(YOUR OBJECTIVE) If a line in the entries contains the string "MediaError", include that line in your answer.

(RAW DATA)
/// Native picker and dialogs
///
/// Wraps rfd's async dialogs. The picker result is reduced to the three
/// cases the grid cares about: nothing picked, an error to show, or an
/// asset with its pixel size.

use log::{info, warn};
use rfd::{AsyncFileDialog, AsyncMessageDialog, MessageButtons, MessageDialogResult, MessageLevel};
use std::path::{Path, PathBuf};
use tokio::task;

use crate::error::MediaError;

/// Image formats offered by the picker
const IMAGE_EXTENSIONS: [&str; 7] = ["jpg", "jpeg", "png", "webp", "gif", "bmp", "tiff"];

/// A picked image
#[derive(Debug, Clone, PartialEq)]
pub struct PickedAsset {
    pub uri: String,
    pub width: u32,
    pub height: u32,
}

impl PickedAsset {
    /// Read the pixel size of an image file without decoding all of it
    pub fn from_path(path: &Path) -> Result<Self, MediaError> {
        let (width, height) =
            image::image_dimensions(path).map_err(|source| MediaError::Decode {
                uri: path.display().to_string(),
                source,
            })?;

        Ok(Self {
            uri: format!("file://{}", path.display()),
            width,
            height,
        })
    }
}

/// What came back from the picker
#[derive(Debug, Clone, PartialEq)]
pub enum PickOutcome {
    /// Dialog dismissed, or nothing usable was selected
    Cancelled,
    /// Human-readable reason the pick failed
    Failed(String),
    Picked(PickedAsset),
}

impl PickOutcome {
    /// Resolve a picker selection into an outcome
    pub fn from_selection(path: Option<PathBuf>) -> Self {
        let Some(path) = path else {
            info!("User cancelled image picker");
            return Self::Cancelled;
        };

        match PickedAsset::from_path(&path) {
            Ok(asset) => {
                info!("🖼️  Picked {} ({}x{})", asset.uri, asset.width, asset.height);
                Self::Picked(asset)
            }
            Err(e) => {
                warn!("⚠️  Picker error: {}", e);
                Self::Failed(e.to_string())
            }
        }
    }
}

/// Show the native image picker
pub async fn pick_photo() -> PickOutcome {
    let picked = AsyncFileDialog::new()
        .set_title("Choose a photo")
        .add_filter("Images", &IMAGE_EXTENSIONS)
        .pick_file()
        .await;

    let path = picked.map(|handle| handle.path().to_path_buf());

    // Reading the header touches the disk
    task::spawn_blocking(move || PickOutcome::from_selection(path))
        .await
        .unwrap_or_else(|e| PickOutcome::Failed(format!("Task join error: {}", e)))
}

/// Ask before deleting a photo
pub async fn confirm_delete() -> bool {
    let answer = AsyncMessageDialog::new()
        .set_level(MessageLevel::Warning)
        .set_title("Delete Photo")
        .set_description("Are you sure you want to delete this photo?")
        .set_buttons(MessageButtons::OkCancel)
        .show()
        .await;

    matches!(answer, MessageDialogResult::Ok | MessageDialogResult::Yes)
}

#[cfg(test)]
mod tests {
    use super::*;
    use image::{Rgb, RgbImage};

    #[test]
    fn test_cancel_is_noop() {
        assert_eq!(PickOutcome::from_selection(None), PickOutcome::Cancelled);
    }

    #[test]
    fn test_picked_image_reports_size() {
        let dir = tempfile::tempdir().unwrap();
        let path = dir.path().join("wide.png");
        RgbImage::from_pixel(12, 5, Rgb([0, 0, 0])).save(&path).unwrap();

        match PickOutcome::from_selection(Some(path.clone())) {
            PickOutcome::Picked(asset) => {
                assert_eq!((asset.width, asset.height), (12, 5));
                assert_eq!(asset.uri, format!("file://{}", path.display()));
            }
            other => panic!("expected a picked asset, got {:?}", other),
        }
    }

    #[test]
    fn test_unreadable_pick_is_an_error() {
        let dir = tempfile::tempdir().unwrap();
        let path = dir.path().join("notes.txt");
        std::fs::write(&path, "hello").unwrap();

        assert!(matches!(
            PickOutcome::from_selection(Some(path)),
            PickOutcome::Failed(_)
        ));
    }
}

(TASK OUTPUT)
use crate::error::MediaError;
    pub fn from_path(path: &Path) -> Result<Self, MediaError> {
            image::image_dimensions(path).map_err(|source| MediaError::Decode {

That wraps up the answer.